As for my analogy, let's take fire. When fire was created, people had to use
the lowest of levels to conjure it: rubbing sticks (or waiting for lightning).
Now, we've had a lot of "high level" fire makers that, despite the fact that
we do not have any knowledge on the machinations of stick rubbing, we are
still knowledgeable about the "management". of fire.

------
Hyena
Or every generation of programmers gets larger and more varied than the last
because of increasing computer penetration (there was a time when they weren't
in most _governments_ , now they're in most _pockets_ ), the lure of jobs and
exposure through school.

As your population grows, your average usually goes down unless there are more
smart-and-deep people than not. That's why each generation of college grads is
dumber, for example: more people go as a percentage but more people aren't
super-smart as a percentage. Even if you have more S&Ds than not, selection
effects might bring you down over time because they were the first adopters,
leaving the remaining pool worse on average.
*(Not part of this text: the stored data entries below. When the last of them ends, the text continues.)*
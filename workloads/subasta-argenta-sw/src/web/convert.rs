//! Conversions between browser objects and worker types.

use http::header::{HeaderName, HeaderValue, CONTENT_ENCODING, CONTENT_LENGTH};
use js_sys::{Array, Reflect, Uint8Array};
use offline_core::{Destination, FetchRequest, FetchResponse, HeaderMap, Method, StatusCode};
use wasm_bindgen::{JsCast, JsValue};
use wasm_bindgen_futures::JsFuture;
use web_sys::{Headers, Request, Response, ResponseInit};

/// Best human-readable text for a thrown JS value.
pub(crate) fn js_message(value: &JsValue) -> String {
    if let Some(text) = value.as_string() {
        return text;
    }
    if let Some(error) = value.dyn_ref::<js_sys::Error>() {
        return String::from(error.message());
    }
    format!("{:?}", value)
}

/// Copy a browser `Request` into a `FetchRequest`.
pub(crate) fn request_from_js(request: &Request) -> Result<FetchRequest, String> {
    let method = Method::from_bytes(request.method().as_bytes())
        .map_err(|e| e.to_string())?;
    let destination = Reflect::get(request, &JsValue::from_str("destination"))
        .ok()
        .and_then(|value| value.as_string())
        .map(|value| Destination::parse(&value))
        .unwrap_or_default();

    let mut fetch = FetchRequest::new(method, request.url()).with_destination(destination);
    fetch.headers = headers_from_js(&request.headers());
    Ok(fetch)
}

/// Read a browser `Response`, consuming its body.
///
/// The body arrives already decoded, so the encoding and length headers of
/// the wire response are dropped.
pub(crate) async fn response_from_js(response: &Response) -> Result<FetchResponse, String> {
    // Opaque responses report status 0.
    let status = StatusCode::from_u16(response.status())
        .map_err(|_| format!("unusable response status {}", response.status()))?;
    let promise = response.array_buffer().map_err(|e| js_message(&e))?;
    let buffer = JsFuture::from(promise).await.map_err(|e| js_message(&e))?;

    let mut fetched = FetchResponse::new(status, Uint8Array::new(&buffer).to_vec());
    fetched.headers = headers_from_js(&response.headers());
    fetched.headers.remove(CONTENT_ENCODING);
    fetched.headers.remove(CONTENT_LENGTH);
    if !response.url().is_empty() {
        fetched = fetched.with_url(response.url());
    }
    Ok(fetched)
}

/// Build a browser `Response` from a stored or fetched one.
pub(crate) fn response_to_js(response: &FetchResponse) -> Result<Response, JsValue> {
    let init = ResponseInit::new();
    init.set_status(response.status.as_u16());
    init.set_headers(&headers_to_js(&response.headers)?);

    if response.is_empty() {
        Response::new_with_opt_buffer_source_and_init(None, &init)
    } else {
        let body = Uint8Array::from(response.body.as_slice());
        Response::new_with_opt_buffer_source_and_init(Some(&*body), &init)
    }
}

pub(crate) fn headers_to_js(headers: &HeaderMap) -> Result<Headers, JsValue> {
    let js = Headers::new()?;
    for (name, value) in headers {
        if let Ok(value) = value.to_str() {
            js.append(name.as_str(), value)?;
        }
    }
    Ok(js)
}

fn headers_from_js(headers: &Headers) -> HeaderMap {
    let mut map = HeaderMap::new();
    let Ok(Some(entries)) = js_sys::try_iter(headers) else {
        return map;
    };

    for entry in entries.flatten() {
        let pair = Array::from(&entry);
        let (Some(name), Some(value)) = (pair.get(0).as_string(), pair.get(1).as_string())
        else {
            continue;
        };
        if let (Ok(name), Ok(value)) = (
            HeaderName::from_bytes(name.as_bytes()),
            HeaderValue::from_str(&value),
        ) {
            map.append(name, value);
        }
    }
    map
}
Never ascribe to character what can be more easily ascribed to population.

------
tomjen3
I don't buy his arguments even though they are common. I don't think there is
anything virtuous about using only a few kilobyte of memory when it would be
better to just use the couple houndred MB that would make your program
simpler.

Likewise I don't think that frameworks are an issue, they just speed up dev
time and you need to understand how they work at some point anyway (properly
when the abstractions break down).

------
edgeman27
Does it really make sense that each new generation of programmers learns all
of the previous generation's knowledge, as well as the "new" knowledge? Take
this 10 generations into the future, are you really expecting them to know
about AND gates and race conditions? What's the point? Could they not spend
the time advancing technology further, instead of looking back?

------
known
I think
[https://secure.wikimedia.org/wikipedia/en/wiki/Integrated_de...](https://secure.wikimedia.org/wikipedia/en/wiki/Integrated_development_environment)
are making programmers dumber

------
BrandonMathis
_Says the 16 year old_